//! Calendar cursor store.
//!
//! The provider's subscription metadata mirrors the cursor for visibility,
//! but this table is the source of truth: renewals read `last_day` from here
//! first, and cancellation reads the recorded order ids from here even when
//! the metadata mirror was never written (e.g. the provider update failed).

use anyhow::Context;
use chrono::Utc;
use sqlx::{Row, SqlitePool};

use postcards_core::{DayOfYear, SubscriptionId};
use postcards_fulfillment::service::PlacedDay;

pub(crate) async fn migrate(pool: &SqlitePool) -> anyhow::Result<()> {
    sqlx::query(
        r#"
        CREATE TABLE IF NOT EXISTS subscription_cursor (
            subscription_id  TEXT PRIMARY KEY,
            start_day        INTEGER NOT NULL,
            last_day         INTEGER NOT NULL,
            updated_at       TEXT NOT NULL
        )
        "#,
    )
    .execute(pool)
    .await
    .context("failed to create subscription_cursor table")?;

    sqlx::query(
        r#"
        CREATE TABLE IF NOT EXISTS subscription_order (
            order_id         TEXT PRIMARY KEY,
            subscription_id  TEXT NOT NULL,
            day              INTEGER NOT NULL,
            mail_date        TEXT NOT NULL,
            placed_at        TEXT NOT NULL
        )
        "#,
    )
    .execute(pool)
    .await
    .context("failed to create subscription_order table")?;

    sqlx::query(
        "CREATE INDEX IF NOT EXISTS idx_subscription_order_sub
         ON subscription_order (subscription_id)",
    )
    .execute(pool)
    .await
    .context("failed to create subscription_order index")?;

    Ok(())
}

/// SQLite-backed cursor store. Cheap to clone; shares the pool.
#[derive(Debug, Clone)]
pub struct CursorStore {
    pool: SqlitePool,
}

impl CursorStore {
    pub fn new(pool: SqlitePool) -> Self {
        Self { pool }
    }

    /// Record a completed batch: advance the cursor and remember every placed
    /// order, in one transaction.
    pub async fn record_batch(
        &self,
        subscription_id: &SubscriptionId,
        start_day: DayOfYear,
        last_day: DayOfYear,
        placed: &[PlacedDay],
    ) -> anyhow::Result<()> {
        let now = Utc::now().to_rfc3339();
        let mut tx = self.pool.begin().await.context("failed to begin record_batch")?;

        sqlx::query(
            r#"
            INSERT INTO subscription_cursor (subscription_id, start_day, last_day, updated_at)
            VALUES (?1, ?2, ?3, ?4)
            ON CONFLICT (subscription_id) DO UPDATE SET
                last_day = excluded.last_day,
                updated_at = excluded.updated_at
            "#,
        )
        .bind(subscription_id.as_str())
        .bind(start_day.get() as i64)
        .bind(last_day.get() as i64)
        .bind(&now)
        .execute(&mut *tx)
        .await
        .context("failed to upsert subscription cursor")?;

        for order in placed {
            sqlx::query(
                r#"
                INSERT OR REPLACE INTO subscription_order
                    (order_id, subscription_id, day, mail_date, placed_at)
                VALUES (?1, ?2, ?3, ?4, ?5)
                "#,
            )
            .bind(&order.order_id)
            .bind(subscription_id.as_str())
            .bind(order.day.get() as i64)
            .bind(order.mail_date.to_string())
            .bind(&now)
            .execute(&mut *tx)
            .await
            .context("failed to insert placed order")?;
        }

        tx.commit().await.context("failed to commit record_batch")?;
        tracing::debug!(
            subscription_id = %subscription_id,
            last_day = last_day.get(),
            orders = placed.len(),
            "cursor advanced"
        );
        Ok(())
    }

    /// The last mailed slot for a subscription, if one was ever recorded.
    pub async fn last_day(
        &self,
        subscription_id: &SubscriptionId,
    ) -> anyhow::Result<Option<DayOfYear>> {
        let row = sqlx::query(
            "SELECT last_day FROM subscription_cursor WHERE subscription_id = ?1",
        )
        .bind(subscription_id.as_str())
        .fetch_optional(&self.pool)
        .await
        .context("failed to read subscription cursor")?;

        match row {
            None => Ok(None),
            Some(row) => {
                let day: i64 = row.get("last_day");
                Ok(Some(DayOfYear::new(day as u16)?))
            }
        }
    }

    /// Every order id recorded for a subscription, in placement order.
    pub async fn order_ids(
        &self,
        subscription_id: &SubscriptionId,
    ) -> anyhow::Result<Vec<String>> {
        let rows = sqlx::query(
            "SELECT order_id FROM subscription_order
             WHERE subscription_id = ?1
             ORDER BY placed_at ASC, day ASC",
        )
        .bind(subscription_id.as_str())
        .fetch_all(&self.pool)
        .await
        .context("failed to read recorded orders")?;

        Ok(rows.into_iter().map(|row| row.get("order_id")).collect())
    }

    /// Drop everything recorded for a subscription; used after cancellation.
    pub async fn clear(&self, subscription_id: &SubscriptionId) -> anyhow::Result<()> {
        let mut tx = self.pool.begin().await.context("failed to begin clear")?;
        sqlx::query("DELETE FROM subscription_cursor WHERE subscription_id = ?1")
            .bind(subscription_id.as_str())
            .execute(&mut *tx)
            .await
            .context("failed to delete subscription cursor")?;
        sqlx::query("DELETE FROM subscription_order WHERE subscription_id = ?1")
            .bind(subscription_id.as_str())
            .execute(&mut *tx)
            .await
            .context("failed to delete recorded orders")?;
        tx.commit().await.context("failed to commit clear")?;
        Ok(())
    }
}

What is required:
Count how many lines of the entries include the string "NULL". The number is the entire answer.

Task solution:
7